I want to make some general observations. First, the war on terror is the worst-named war in the history of our country. We are at war with Islamic jihadists, fundamentalists, radicals. We need to be more clear as to who we are fighting. Frankly, my view is that this is a religious conflict. People may ask in Tennessee or Texas, why are we involved?
Well, for the first 1,350 years of this religious conflict we were not involved. But history shows that a man named Qutb, the Wahhabi leader, a radical, over 40 years ago, came to this country, was educated, went back and indoctrinated a man named Azzam and taught a man named bin Laden that Western liberalism, freedom, self-government would actually bring about apostasy or ungodliness.
That is the truth. He indoctrinated the Sunni radicals that your way of life, self-determination, would create ungodliness, and that it must be stopped, and at that point we were brought into this religious conflict, the split there in the Arab and Persian world created by the 1970s, organizations in Iran that overthrew the Shah, and it gave them the first Islamic state when Ayatollah Khomeini was brought back in 1978, and, unfortunately, our leaders in the country helped bring that about in the late 1970s.
Khomeini took over, and within a few months they took our hostages in Tehran.
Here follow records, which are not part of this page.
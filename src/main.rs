//! # News Widget
//!
//! Fetches the most recent public news items from a backend API and renders
//! them as a responsive grid of HTML cards, each linking to the item's detail
//! page on the same site.
//!
//! ## Usage
//!
//! ```sh
//! news_widget --base-url https://api.example.com -o public/news.html
//! ```
//!
//! ## Pipeline
//!
//! 1. **Configuration**: YAML file (optional) overlaid with CLI flags
//! 2. **Query**: `GET {base}/news?limit=4&offset=0&order_by=desc&sort_by=publish_at&is_public=true&target_id=`
//! 3. **Render**: each item becomes a card linking to `{base}/app/nos-actualites/{id}/{slug}`
//! 4. **Output**: stylesheet + card container, to stdout or a file
//!
//! A missing base URL or a failed fetch is logged and produces no output; the
//! process still exits successfully, like a widget that silently renders
//! nothing.

use clap::Parser;
use std::error::Error;
use tracing::{debug, info, instrument};
use tracing_subscriber::{EnvFilter, fmt as tfmt};

mod cli;
mod client;
mod config;
mod dates;
mod error;
mod models;
mod outputs;
mod query;
mod render;
mod slug;
mod styles;
mod utils;
mod widget;

use cli::Cli;
use client::HttpNewsClient;
use config::WidgetConfig;
use outputs::html;
use utils::{local_utc_offset, system_locale};

#[tokio::main]
#[instrument]
async fn main() -> Result<(), Box<dyn Error>> {
    // --- Tracing init (stderr, so stdout stays clean markup) ---
    let filter = EnvFilter::try_from_default_env().unwrap_or_else(|_| EnvFilter::new("info"));
    tfmt()
        .with_env_filter(filter)
        .with_writer(std::io::stderr)
        .with_target(true)
        .with_file(false)
        .with_line_number(false)
        .with_timer(tracing_subscriber::fmt::time::UtcTime::rfc_3339())
        .init();

    let start_time = std::time::Instant::now();
    info!("news_widget starting up");

    let args = Cli::parse();
    debug!(?args, "Parsed CLI arguments");

    // ---- Configuration ----
    let file_config = match &args.config {
        Some(path) => WidgetConfig::load(path).await?,
        None => WidgetConfig::default(),
    };
    let config = file_config.merge(args.overrides());

    let locale = system_locale();
    let options = config.render_options(locale.as_deref(), local_utc_offset());
    debug!(?options, "Render options");

    // ---- Attach: fetch once and render ----
    let client = HttpNewsClient::new(config.identity());
    let Some(markup) = widget::attach(&config, options, client, !args.fragment_only).await else {
        info!(elapsed_ms = start_time.elapsed().as_millis() as u64, "Nothing rendered");
        return Ok(());
    };

    // ---- Output ----
    html::write_document(&markup, args.output.as_deref()).await?;

    let elapsed = start_time.elapsed();
    info!(
        ?elapsed,
        secs = elapsed.as_secs(),
        millis = elapsed.subsec_millis(),
        "Execution complete"
    );

    Ok(())
}
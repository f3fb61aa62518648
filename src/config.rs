//! Configuration management for `TrafficLens`
//!
//! Handles loading configuration from files, environment variables,
//! and provides validation for all configuration settings.

use crate::TrafficLensError;
use anyhow::{Context, Result};
use config::{Config, Environment, File};
use serde::{Deserialize, Serialize};
use std::path::PathBuf;

/// Environment variable naming an alternative config file
pub const CONFIG_PATH_ENV: &str = "TRAFFICLENS_CONFIG";

/// Root configuration structure for the `TrafficLens` service
#[derive(Debug, Clone, Serialize, Deserialize, Default)]
pub struct TrafficLensConfig {
    /// Inbound HTTP server settings
    #[serde(default)]
    pub server: ServerConfig,
    /// Azure Maps client settings
    #[serde(default)]
    pub maps: MapsConfig,
    /// Upstream query defaults
    #[serde(default)]
    pub defaults: DefaultsConfig,
    /// Logging configuration
    #[serde(default)]
    pub logging: LoggingConfig,
}

/// Inbound HTTP server settings
#[derive(Debug, Clone, Serialize, Deserialize)]
pub struct ServerConfig {
    #[serde(default = "default_server_host")]
    pub host: String,
    #[serde(default = "default_server_port")]
    pub port: u16,
    /// Whole-request timeout, upstream calls included
    #[serde(default = "default_request_timeout")]
    pub request_timeout_seconds: u32,
    /// Maximum accepted request body size in bytes
    #[serde(default = "default_body_limit")]
    pub body_limit_bytes: usize,
    /// PEM certificate, enables HTTPS together with `tls_key_path`
    pub tls_cert_path: Option<String>,
    /// PEM private key
    pub tls_key_path: Option<String>,
}

/// Azure Maps client settings
#[derive(Debug, Clone, Serialize, Deserialize)]
pub struct MapsConfig {
    /// Base URL of the Azure Maps REST surface
    #[serde(default = "default_maps_base_url")]
    pub base_url: String,
    /// Value sent as `api-version` on every call
    #[serde(default = "default_maps_api_version")]
    pub api_version: String,
    /// Per-call timeout in seconds
    #[serde(default = "default_maps_timeout")]
    pub timeout_seconds: u32,
    /// Retries for transient failures (5xx, 429, connection errors)
    #[serde(default = "default_maps_max_retries")]
    pub max_retries: u32,
    /// Used when a request carries no `subscription_key` header
    pub subscription_key: Option<String>,
}

/// Upstream query defaults
#[derive(Debug, Clone, Serialize, Deserialize)]
pub struct DefaultsConfig {
    #[serde(default = "default_flow_zoom")]
    pub flow_zoom: u8,
    #[serde(default = "default_flow_style")]
    pub flow_style: String,
    #[serde(default = "default_flow_unit")]
    pub flow_unit: String,
    #[serde(default = "default_incident_zoom")]
    pub incident_zoom: u8,
    #[serde(default = "default_incident_style")]
    pub incident_style: String,
    /// Degrees added to both axes to build the synthetic end of a single-location request
    #[serde(default = "default_synthetic_offset")]
    pub synthetic_offset_degrees: f64,
}

/// Logging configuration settings
#[derive(Debug, Clone, Serialize, Deserialize)]
pub struct LoggingConfig {
    /// Log level (error, warn, info, debug, trace)
    #[serde(default = "default_log_level")]
    pub level: String,
    /// Log format (pretty or json)
    #[serde(default = "default_log_format")]
    pub format: String,
    /// OTLP/HTTP collector endpoint; span export is off when unset
    pub otlp_endpoint: Option<String>,
}

// Default value functions
fn default_server_host() -> String {
    "0.0.0.0".to_string()
}

fn default_server_port() -> u16 {
    7071
}

fn default_request_timeout() -> u32 {
    60
}

fn default_body_limit() -> usize {
    16 * 1024
}

fn default_maps_base_url() -> String {
    "https://atlas.microsoft.com".to_string()
}

fn default_maps_api_version() -> String {
    "1.0".to_string()
}

fn default_maps_timeout() -> u32 {
    30
}

fn default_maps_max_retries() -> u32 {
    3
}

fn default_flow_zoom() -> u8 {
    5
}

fn default_flow_style() -> String {
    "absolute".to_string()
}

fn default_flow_unit() -> String {
    "KMPH".to_string()
}

fn default_incident_zoom() -> u8 {
    5
}

fn default_incident_style() -> String {
    "s1".to_string()
}

fn default_synthetic_offset() -> f64 {
    0.1
}

fn default_log_level() -> String {
    "info".to_string()
}

fn default_log_format() -> String {
    "pretty".to_string()
}

impl Default for ServerConfig {
    fn default() -> Self {
        Self {
            host: default_server_host(),
            port: default_server_port(),
            request_timeout_seconds: default_request_timeout(),
            body_limit_bytes: default_body_limit(),
            tls_cert_path: None,
            tls_key_path: None,
        }
    }
}

impl Default for MapsConfig {
    fn default() -> Self {
        Self {
            base_url: default_maps_base_url(),
            api_version: default_maps_api_version(),
            timeout_seconds: default_maps_timeout(),
            max_retries: default_maps_max_retries(),
            subscription_key: None,
        }
    }
}

impl Default for DefaultsConfig {
    fn default() -> Self {
        Self {
            flow_zoom: default_flow_zoom(),
            flow_style: default_flow_style(),
            flow_unit: default_flow_unit(),
            incident_zoom: default_incident_zoom(),
            incident_style: default_incident_style(),
            synthetic_offset_degrees: default_synthetic_offset(),
        }
    }
}

impl Default for LoggingConfig {
    fn default() -> Self {
        Self {
            level: default_log_level(),
            format: default_log_format(),
            otlp_endpoint: None,
        }
    }
}

impl TrafficLensConfig {
    /// Load configuration from file and environment variables
    pub fn load() -> Result<Self> {
        Self::load_from_path(std::env::var(CONFIG_PATH_ENV).ok().map(PathBuf::from))
    }

    /// Load configuration from specified path
    pub fn load_from_path(config_path: Option<PathBuf>) -> Result<Self> {
        let mut builder = Config::builder();

        let config_file = config_path.unwrap_or_else(|| PathBuf::from("config.toml"));

        if config_file.exists() {
            builder = builder.add_source(
                File::from(config_file.clone())
                    .required(false)
                    .format(config::FileFormat::Toml),
            );
        }

        // TRAFFICLENS_SERVER__PORT=8080 overrides server.port
        builder = builder.add_source(
            Environment::with_prefix("TRAFFICLENS")
                .prefix_separator("_")
                .separator("__")
                .try_parsing(true),
        );

        let settings = builder
            .build()
            .with_context(|| "Failed to build configuration")?;

        let mut config: TrafficLensConfig = settings
            .try_deserialize()
            .with_context(|| {
                format!(
                    "Failed to deserialize configuration from {}",
                    config_file.display()
                )
            })?;

        config.apply_defaults();
        config.validate()?;

        Ok(config)
    }

    /// Apply default values to empty configuration fields
    pub fn apply_defaults(&mut self) {
        if self.server.host.is_empty() {
            self.server.host = default_server_host();
        }
        if self.server.request_timeout_seconds == 0 {
            self.server.request_timeout_seconds = default_request_timeout();
        }
        if self.server.body_limit_bytes == 0 {
            self.server.body_limit_bytes = default_body_limit();
        }
        if self.maps.base_url.is_empty() {
            self.maps.base_url = default_maps_base_url();
        }
        if self.maps.api_version.is_empty() {
            self.maps.api_version = default_maps_api_version();
        }
        if self.maps.timeout_seconds == 0 {
            self.maps.timeout_seconds = default_maps_timeout();
        }
        if self.defaults.flow_style.is_empty() {
            self.defaults.flow_style = default_flow_style();
        }
        if self.defaults.flow_unit.is_empty() {
            self.defaults.flow_unit = default_flow_unit();
        }
        if self.defaults.incident_style.is_empty() {
            self.defaults.incident_style = default_incident_style();
        }
        if self.logging.level.is_empty() {
            self.logging.level = default_log_level();
        }
        if self.logging.format.is_empty() {
            self.logging.format = default_log_format();
        }
        // Blank env overrides mean "unset"
        if self.maps.subscription_key.as_deref().is_some_and(str::is_empty) {
            self.maps.subscription_key = None;
        }
        if self.logging.otlp_endpoint.as_deref().is_some_and(str::is_empty) {
            self.logging.otlp_endpoint = None;
        }
    }

    /// Validate all configuration settings
    pub fn validate(&self) -> Result<()> {
        self.validate_numeric_ranges()?;
        self.validate_string_values()?;
        Ok(())
    }

    /// Validate numeric configuration ranges
    fn validate_numeric_ranges(&self) -> Result<()> {
        if self.maps.timeout_seconds > 300 {
            return Err(
                TrafficLensError::config("Maps API timeout cannot exceed 300 seconds").into(),
            );
        }

        if self.maps.max_retries > 10 {
            return Err(TrafficLensError::config("Maps API max retries cannot exceed 10").into());
        }

        if self.server.request_timeout_seconds > 900 {
            return Err(
                TrafficLensError::config("Request timeout cannot exceed 900 seconds").into(),
            );
        }

        if self.defaults.flow_zoom > 22 {
            return Err(TrafficLensError::config("Flow zoom must be between 0 and 22").into());
        }

        if self.defaults.incident_zoom > 22 {
            return Err(TrafficLensError::config("Incident zoom must be between 0 and 22").into());
        }

        let offset = self.defaults.synthetic_offset_degrees;
        if !offset.is_finite() || offset <= 0.0 || offset > 5.0 {
            return Err(TrafficLensError::config(
                "Synthetic offset must be greater than 0 and at most 5 degrees",
            )
            .into());
        }

        Ok(())
    }

    /// Validate string configuration values
    fn validate_string_values(&self) -> Result<()> {
        let valid_log_levels = ["error", "warn", "info", "debug", "trace"];
        if !valid_log_levels.contains(&self.logging.level.as_str()) {
            return Err(TrafficLensError::config(format!(
                "Invalid log level '{}'. Must be one of: {}",
                self.logging.level,
                valid_log_levels.join(", ")
            ))
            .into());
        }

        let valid_log_formats = ["pretty", "json"];
        if !valid_log_formats.contains(&self.logging.format.as_str()) {
            return Err(TrafficLensError::config(format!(
                "Invalid log format '{}'. Must be one of: {}",
                self.logging.format,
                valid_log_formats.join(", ")
            ))
            .into());
        }

        if !self.maps.base_url.starts_with("http://")
            && !self.maps.base_url.starts_with("https://")
        {
            return Err(
                TrafficLensError::config("Maps API base URL must be a valid HTTP or HTTPS URL")
                    .into(),
            );
        }

        if self.server.tls_cert_path.is_some() != self.server.tls_key_path.is_some() {
            return Err(TrafficLensError::config(
                "TLS needs both tls_cert_path and tls_key_path",
            )
            .into());
        }

        Ok(())
    }
}

#[cfg(test)]
mod tests {
    use super::*;
    use std::env;

    #[test]
    fn test_default_config() {
        let config = TrafficLensConfig::default();
        assert_eq!(config.maps.base_url, "https://atlas.microsoft.com");
        assert_eq!(config.maps.api_version, "1.0");
        assert_eq!(config.defaults.flow_zoom, 5);
        assert_eq!(config.defaults.flow_style, "absolute");
        assert_eq!(config.defaults.flow_unit, "KMPH");
        assert_eq!(config.defaults.incident_style, "s1");
        assert_eq!(config.defaults.synthetic_offset_degrees, 0.1);
        assert_eq!(config.logging.level, "info");
        assert!(config.maps.subscription_key.is_none());
        assert!(config.validate().is_ok());
    }

    #[test]
    fn test_config_validation_invalid_log_level() {
        let mut config = TrafficLensConfig::default();
        config.logging.level = "invalid".to_string();
        let result = config.validate();
        assert!(result.is_err());
        assert!(result.unwrap_err().to_string().contains("Invalid log level"));
    }

    #[test]
    fn test_config_validation_numeric_ranges() {
        let mut config = TrafficLensConfig::default();
        config.maps.timeout_seconds = 500;
        let result = config.validate();
        assert!(result.is_err());
        assert!(result.unwrap_err().to_string().contains("timeout cannot exceed"));
    }

    #[test]
    fn test_config_validation_base_url_scheme() {
        let mut config = TrafficLensConfig::default();
        config.maps.base_url = "atlas.microsoft.com".to_string();
        assert!(config.validate().is_err());
    }

    #[test]
    fn test_config_validation_half_tls() {
        let mut config = TrafficLensConfig::default();
        config.server.tls_cert_path = Some("cert.pem".to_string());
        let result = config.validate();
        assert!(result.unwrap_err().to_string().contains("TLS"));
    }

    #[test]
    fn test_apply_defaults_fills_blanks() {
        let mut config = TrafficLensConfig::default();
        config.maps.base_url.clear();
        config.defaults.flow_unit.clear();
        config.maps.subscription_key = Some(String::new());
        config.apply_defaults();
        assert_eq!(config.maps.base_url, "https://atlas.microsoft.com");
        assert_eq!(config.defaults.flow_unit, "KMPH");
        assert!(config.maps.subscription_key.is_none());
    }

    #[test]
    fn test_load_from_missing_file_uses_defaults_and_env() {
        // SAFETY: Test environment, setting test values only
        unsafe {
            env::set_var("TRAFFICLENS_DEFAULTS__FLOW_UNIT", "MPH");
        }

        let config = TrafficLensConfig::load_from_path(Some(PathBuf::from(
            "does-not-exist/trafficlens.toml",
        )));

        // SAFETY: Test cleanup
        unsafe {
            env::remove_var("TRAFFICLENS_DEFAULTS__FLOW_UNIT");
        }

        let config = config.unwrap();
        assert_eq!(config.defaults.flow_unit, "MPH");
        assert_eq!(config.defaults.flow_zoom, 5);
    }
}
That was a low point in this country's history and my life, and from 1978 forward 30 times our interests have been attacked around the world, and twice they have been attacked domestically in the United States.
It is important to remember this. We are at war with Islamic jihadists. Al-Zarqawi and Zawahiri were talking while al-Zarqawi was still alive, and he said we need to expand the caliphate from Indonesia to Morocco. They believe they can go north to Europe and all the way to the former Soviet Union. This is where the Arabs have had influence, this is their agenda.
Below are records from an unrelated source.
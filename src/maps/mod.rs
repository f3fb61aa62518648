//! Azure Maps access
//!
//! [`MapsTransport`] is the seam between the fetchers, which know which
//! parameters each endpoint needs, and the wire. [`azure::AzureMapsClient`]
//! is the production implementation.

use std::fmt;

use async_trait::async_trait;
use serde_json::Value;

use crate::Result;

pub mod azure;

pub use azure::AzureMapsClient;

/// Query parameters of one upstream call, in the order they are sent
pub type QueryParams = Vec<(&'static str, String)>;

/// Azure Maps REST endpoints used by the service
#[derive(Debug, Clone, Copy, PartialEq, Eq, Hash)]
pub enum Endpoint {
    SearchAddress,
    TrafficFlowSegment,
    TrafficIncidentViewport,
    TrafficIncidentDetail,
    RouteDirections,
}

impl Endpoint {
    #[must_use]
    pub fn path(&self) -> &'static str {
        match self {
            Endpoint::SearchAddress => "/search/address/json",
            Endpoint::TrafficFlowSegment => "/traffic/flow/segment/json",
            Endpoint::TrafficIncidentViewport => "/traffic/incident/viewport/json",
            Endpoint::TrafficIncidentDetail => "/traffic/incident/detail/json",
            Endpoint::RouteDirections => "/route/directions/json",
        }
    }

    /// Human-readable name used in logs and error bodies
    #[must_use]
    pub fn name(&self) -> &'static str {
        match self {
            Endpoint::SearchAddress => "address search",
            Endpoint::TrafficFlowSegment => "traffic flow",
            Endpoint::TrafficIncidentViewport => "incident viewport",
            Endpoint::TrafficIncidentDetail => "incident detail",
            Endpoint::RouteDirections => "route directions",
        }
    }
}

impl fmt::Display for Endpoint {
    fn fmt(&self, f: &mut fmt::Formatter<'_>) -> fmt::Result {
        f.write_str(self.name())
    }
}

/// Azure Maps subscription key. Never printed.
#[derive(Clone, PartialEq, Eq)]
pub struct SubscriptionKey(String);

impl SubscriptionKey {
    pub fn new<S: Into<String>>(key: S) -> Self {
        Self(key.into())
    }

    #[must_use]
    pub fn expose(&self) -> &str {
        &self.0
    }
}

impl fmt::Debug for SubscriptionKey {
    fn fmt(&self, f: &mut fmt::Formatter<'_>) -> fmt::Result {
        f.write_str("SubscriptionKey(***)")
    }
}

/// Issues a GET against an Azure Maps endpoint and returns the parsed JSON body.
///
/// Implementations add `api-version`; callers pass every other parameter,
/// `subscription-key` included. Non-2xx statuses, transport failures and
/// unparseable bodies are all reported as [`crate::TrafficLensError::Upstream`].
#[async_trait]
pub trait MapsTransport: Send + Sync {
    async fn get_json(&self, endpoint: Endpoint, params: QueryParams) -> Result<Value>;
}


#[cfg(test)]
mod tests {
    use super::*;

    #[test]
    fn test_endpoint_paths() {
        assert_eq!(Endpoint::SearchAddress.path(), "/search/address/json");
        assert_eq!(Endpoint::TrafficFlowSegment.path(), "/traffic/flow/segment/json");
        assert_eq!(
            Endpoint::TrafficIncidentViewport.path(),
            "/traffic/incident/viewport/json"
        );
        assert_eq!(
            Endpoint::TrafficIncidentDetail.path(),
            "/traffic/incident/detail/json"
        );
        assert_eq!(Endpoint::RouteDirections.path(), "/route/directions/json");
    }

    #[test]
    fn test_subscription_key_is_redacted() {
        let key = SubscriptionKey::new("super-secret");
        assert_eq!(format!("{key:?}"), "SubscriptionKey(***)");
        assert_eq!(key.expose(), "super-secret");
    }
}
use std::net::SocketAddr;
use std::sync::Arc;
use std::time::Duration;

use anyhow::{Context, Result};
use axum::Router;
use axum::error_handling::HandleErrorLayer;
use axum::extract::DefaultBodyLimit;
use axum::response::{IntoResponse, Response};
use tower::timeout::TimeoutLayer;
use tower::timeout::error::Elapsed;
use tower::{BoxError, ServiceBuilder};
use tower_http::cors::{Any, CorsLayer};
use tower_http::trace::TraceLayer;

use crate::TrafficLensError;
use crate::api::{self, AppState};
use crate::config::TrafficLensConfig;
use crate::maps::{AzureMapsClient, MapsTransport};

/// Full application router, `/api` routes plus middleware
pub fn app(transport: Arc<dyn MapsTransport>, config: &TrafficLensConfig) -> Router {
    let cors = CorsLayer::new()
        .allow_origin(Any)
        .allow_methods(Any)
        .allow_headers(Any);

    let seconds = u64::from(config.server.request_timeout_seconds);

    Router::new()
        .nest("/api", api::router(AppState::new(transport, config)))
        .layer(DefaultBodyLimit::max(config.server.body_limit_bytes))
        .layer(
            ServiceBuilder::new()
                .layer(HandleErrorLayer::new(move |err: BoxError| async move {
                    middleware_error(err, seconds)
                }))
                .layer(TimeoutLayer::new(Duration::from_secs(seconds))),
        )
        .layer(TraceLayer::new_for_http())
        .layer(cors)
}

/// Errors raised by the middleware stack, rendered in the API's error envelope
fn middleware_error(err: BoxError, seconds: u64) -> Response {
    if err.is::<Elapsed>() {
        TrafficLensError::Timeout { seconds }.into_response()
    } else {
        TrafficLensError::from(std::io::Error::other(err)).into_response()
    }
}

pub async fn run(config: TrafficLensConfig) -> Result<()> {
    let transport: Arc<dyn MapsTransport> = Arc::new(AzureMapsClient::new(&config.maps)?);
    let app = app(transport, &config);

    let addr: SocketAddr = format!("{}:{}", config.server.host, config.server.port)
        .parse()
        .with_context(|| {
            format!("Invalid listen address {}:{}", config.server.host, config.server.port)
        })?;

    if let (Some(cert), Some(key)) = (&config.server.tls_cert_path, &config.server.tls_key_path) {
        return serve_tls(app, addr, cert, key).await;
    }

    let listener = tokio::net::TcpListener::bind(addr)
        .await
        .with_context(|| format!("Failed to bind {addr}"))?;
    tracing::info!("Web server running at http://{}", addr);

    axum::serve(listener, app)
        .with_graceful_shutdown(shutdown_signal())
        .await
        .context("Web server failed")
}

#[cfg(feature = "tls")]
async fn serve_tls(app: Router, addr: SocketAddr, cert: &str, key: &str) -> Result<()> {
    use axum_server::tls_rustls::RustlsConfig;

    // Another crate may already have installed a provider
    let _ = rustls::crypto::ring::default_provider().install_default();

    let tls = RustlsConfig::from_pem_file(cert, key)
        .await
        .with_context(|| format!("Failed to load TLS certificate {cert} / key {key}"))?;

    let handle = axum_server::Handle::new();
    let shutdown_handle = handle.clone();
    tokio::spawn(async move {
        shutdown_signal().await;
        shutdown_handle.graceful_shutdown(Some(Duration::from_secs(10)));
    });

    tracing::info!("Web server running at https://{}", addr);
    axum_server::bind_rustls(addr, tls)
        .handle(handle)
        .serve(app.into_make_service())
        .await
        .context("TLS web server failed")
}

#[cfg(not(feature = "tls"))]
async fn serve_tls(_app: Router, _addr: SocketAddr, _cert: &str, _key: &str) -> Result<()> {
    anyhow::bail!("TLS paths are configured but trafficlens was built without the `tls` feature")
}

async fn shutdown_signal() {
    if let Err(e) = tokio::signal::ctrl_c().await {
        tracing::error!("Failed to listen for shutdown signal: {e}");
        std::future::pending::<()>().await;
    }
    tracing::info!("Shutdown signal received");
}

#[cfg(test)]
mod tests {
    use super::*;
    use axum::body::to_bytes;
    use axum::http::StatusCode;
    use serde_json::Value;

    #[tokio::test]
    async fn test_elapsed_timeout_becomes_504_envelope() {
        let response = middleware_error(Box::new(Elapsed::new()), 7);

        assert_eq!(response.status(), StatusCode::GATEWAY_TIMEOUT);
        let bytes = to_bytes(response.into_body(), usize::MAX).await.unwrap();
        let body: Value = serde_json::from_slice(&bytes).unwrap();
        assert_eq!(body["error"]["kind"], "timeout");
        assert!(body["error"]["message"].as_str().unwrap().contains("7 seconds"));
    }

    #[tokio::test]
    async fn test_other_middleware_errors_are_500_envelope() {
        let response = middleware_error("broken layer".into(), 7);

        assert_eq!(response.status(), StatusCode::INTERNAL_SERVER_ERROR);
        let bytes = to_bytes(response.into_body(), usize::MAX).await.unwrap();
        let body: Value = serde_json::from_slice(&bytes).unwrap();
        assert_eq!(body["error"]["kind"], "io");
    }
}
It is interesting to me that this only became very difficult in the last 12 months in Iraq. This week was the 1-year anniversary of the Samara mosque bombing. That is when the sectarian violence broke out. They are attacking each other. Moqtada al-Sadr's uncle is buried at that mosque. He was killed by Saddam Hussein.
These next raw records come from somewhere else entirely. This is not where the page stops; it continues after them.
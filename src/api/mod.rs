use std::sync::Arc;

use axum::{
    Json, Router,
    body::Bytes,
    extract::{
        Query, State,
        rejection::{BytesRejection, QueryRejection},
    },
    http::{HeaderMap, StatusCode, header},
    response::{IntoResponse, Response},
    routing::get,
};
use serde::{Deserialize, Serialize};
use serde_json::ser::PrettyFormatter;
use tracing::{info, instrument};

use crate::config::TrafficLensConfig;
use crate::error::ErrorBody;
use crate::maps::{MapsTransport, SubscriptionKey};
use crate::models::{RawSummaryRequest, SummaryOutcome, SummaryRequest};
use crate::traffic_summary::TrafficSummaryService;
use crate::{Result, TrafficLensError};

/// Header carrying the caller's Azure Maps credential
pub const SUBSCRIPTION_KEY_HEADER: &str = "subscription_key";

/// Shared, read-only handler state
#[derive(Clone)]
pub struct AppState {
    service: TrafficSummaryService,
    fallback_key: Option<SubscriptionKey>,
}

impl AppState {
    pub fn new(transport: Arc<dyn MapsTransport>, config: &TrafficLensConfig) -> Self {
        Self {
            service: TrafficSummaryService::new(transport, &config.defaults),
            fallback_key: config
                .maps
                .subscription_key
                .as_deref()
                .map(SubscriptionKey::new),
        }
    }
}

#[derive(Debug, Deserialize)]
struct GeocodeQuery {
    location: Option<String>,
}

pub fn router(state: AppState) -> Router {
    Router::new()
        .route("/azureMapApi", get(summarize).post(summarize))
        .route("/geocode", get(geocode))
        .with_state(state)
}

#[instrument(skip_all)]
async fn summarize(
    State(state): State<AppState>,
    headers: HeaderMap,
    query: std::result::Result<Query<RawSummaryRequest>, QueryRejection>,
    body: std::result::Result<Bytes, BytesRejection>,
) -> Result<Response> {
    info!("Traffic summary request received");

    let body = body.map_err(body_rejection)?;
    let raw = raw_request(query, &body)?;
    let request = SummaryRequest::try_from(raw)?;
    let key = subscription_key(&headers, state.fallback_key.as_ref())?;

    match state.service.summarize(&key, &request).await? {
        SummaryOutcome::Found(combined) => pretty_json(StatusCode::OK, &combined),
        SummaryOutcome::NotFound { location } => Ok(not_found(&location)),
    }
}

#[instrument(skip_all)]
async fn geocode(
    State(state): State<AppState>,
    headers: HeaderMap,
    query: std::result::Result<Query<GeocodeQuery>, QueryRejection>,
) -> Result<Response> {
    let Query(query) = query.map_err(|e| TrafficLensError::invalid_request(e.body_text()))?;
    let location = query
        .location
        .map(|l| l.trim().to_string())
        .filter(|l| !l.is_empty())
        .ok_or_else(|| {
            TrafficLensError::invalid_request("expected a 'location' query parameter")
        })?;
    let key = subscription_key(&headers, state.fallback_key.as_ref())?;

    match state.service.geocode(&key, &location).await? {
        Some(coordinate) => Ok(Json(coordinate).into_response()),
        None => Ok(not_found(&location)),
    }
}

/// Oversized bodies keep their 413; any other unreadable body is a bad request
fn body_rejection(rejection: BytesRejection) -> TrafficLensError {
    if rejection.status() == StatusCode::PAYLOAD_TOO_LARGE {
        TrafficLensError::PayloadTooLarge {
            message: rejection.body_text(),
        }
    } else {
        TrafficLensError::invalid_request(rejection.body_text())
    }
}

/// The JSON body wins; an empty body falls back to the query string
fn raw_request(
    query: std::result::Result<Query<RawSummaryRequest>, QueryRejection>,
    body: &[u8],
) -> Result<RawSummaryRequest> {
    if body.iter().all(u8::is_ascii_whitespace) {
        return query
            .map(|Query(raw)| raw)
            .map_err(|e| TrafficLensError::invalid_request(e.body_text()));
    }

    serde_json::from_slice(body)
        .map_err(|e| TrafficLensError::invalid_request(format!("Body is not valid JSON: {e}")))
}

fn subscription_key(
    headers: &HeaderMap,
    fallback: Option<&SubscriptionKey>,
) -> Result<SubscriptionKey> {
    match headers.get(SUBSCRIPTION_KEY_HEADER).map(|value| value.to_str()) {
        Some(Ok(value)) if !value.trim().is_empty() => Ok(SubscriptionKey::new(value.trim())),
        Some(Err(_)) => Err(TrafficLensError::invalid_request(
            "subscription_key header is not valid text",
        )),
        _ => fallback
            .cloned()
            .ok_or_else(|| TrafficLensError::invalid_request("missing subscription_key header")),
    }
}

fn not_found(location: &str) -> Response {
    info!("Location not found: {}", location);
    (
        StatusCode::NOT_FOUND,
        Json(ErrorBody::new(
            "not_found",
            format!("Location '{location}' not found. Please try a different location."),
        )),
    )
        .into_response()
}

/// Serialize with four-space indentation
fn pretty_json<T: Serialize>(status: StatusCode, value: &T) -> Result<Response> {
    let mut buffer = Vec::new();
    let mut serializer =
        serde_json::Serializer::with_formatter(&mut buffer, PrettyFormatter::with_indent(b"    "));
    value
        .serialize(&mut serializer)
        .map_err(std::io::Error::from)?;

    Ok((
        status,
        [(header::CONTENT_TYPE, "application/json")],
        buffer,
    )
        .into_response())
}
One year ago, they blew up that mosque in sectarian violence. What is Moqtada al-Sadr doing today? He is fleeing. Why? Because he hears that we are going to increase security, put more boots on the ground in Baghdad. He is fleeing to Iran.
What does that say about all of this? Well, it says to me that we are beginning to do the right thing. The region's leaders told us this week partition of Iraq is not acceptable in the Arab world or the Persian world or the region. A partition will not work. It will make things worse. They also said ``a precipitous withdrawal will be catastrophic.''
I remind my colleagues and the American people, we were not in Iraq before September 11. We were not in Afghanistan before September 11. This problem is not going to go away if we leave Iraq. This is a generational challenge.
As a matter of fact, I will say this, and this may be the most dramatic thing said on this floor, and I am briefed at a pretty high level. I believe we haven't been attacked domestically since September 11 for two reasons. One, we are better than we have ever been at intelligence again, and I am glad.
Two, they don't want to see us united like they saw us after September 11. Our enemies love the dissent and the division. They do not want to see us come together again, because when we do we are the best in the world.
Five points, Iraqi troops are showing up, progress is being made. This morning, a story out, several Iraqi battalions now exceed the 75 percent measurement on participation. For them that is very good.
Two, reinforcement is what this is. It is not a surge. The spread on how many troops we have had over the last several years is from 136,000 to 160,000. We are down to the lower level. This is going to bring us back to the upper level, about what we had when the elections were held. It is not a surge, it is reinforcement.
Three, the commanders tell us that reinforcement will, quote, will save lives and reduce violence. Reinforcements militarily, always there is a grid that shows that reinforcements save lives and reduce violence.
Four, there are two tracks here. One is troop strength and security. The other is diplomacy. You will see in the coming days diplomacy break out in the region. I say to all my colleagues who have great concern, that are afraid we are not talking to Iran and Syria, just stay with us. I believe you will see dialogues at every level take place in the region in the coming weeks, and I have been meeting with some of the administration officials.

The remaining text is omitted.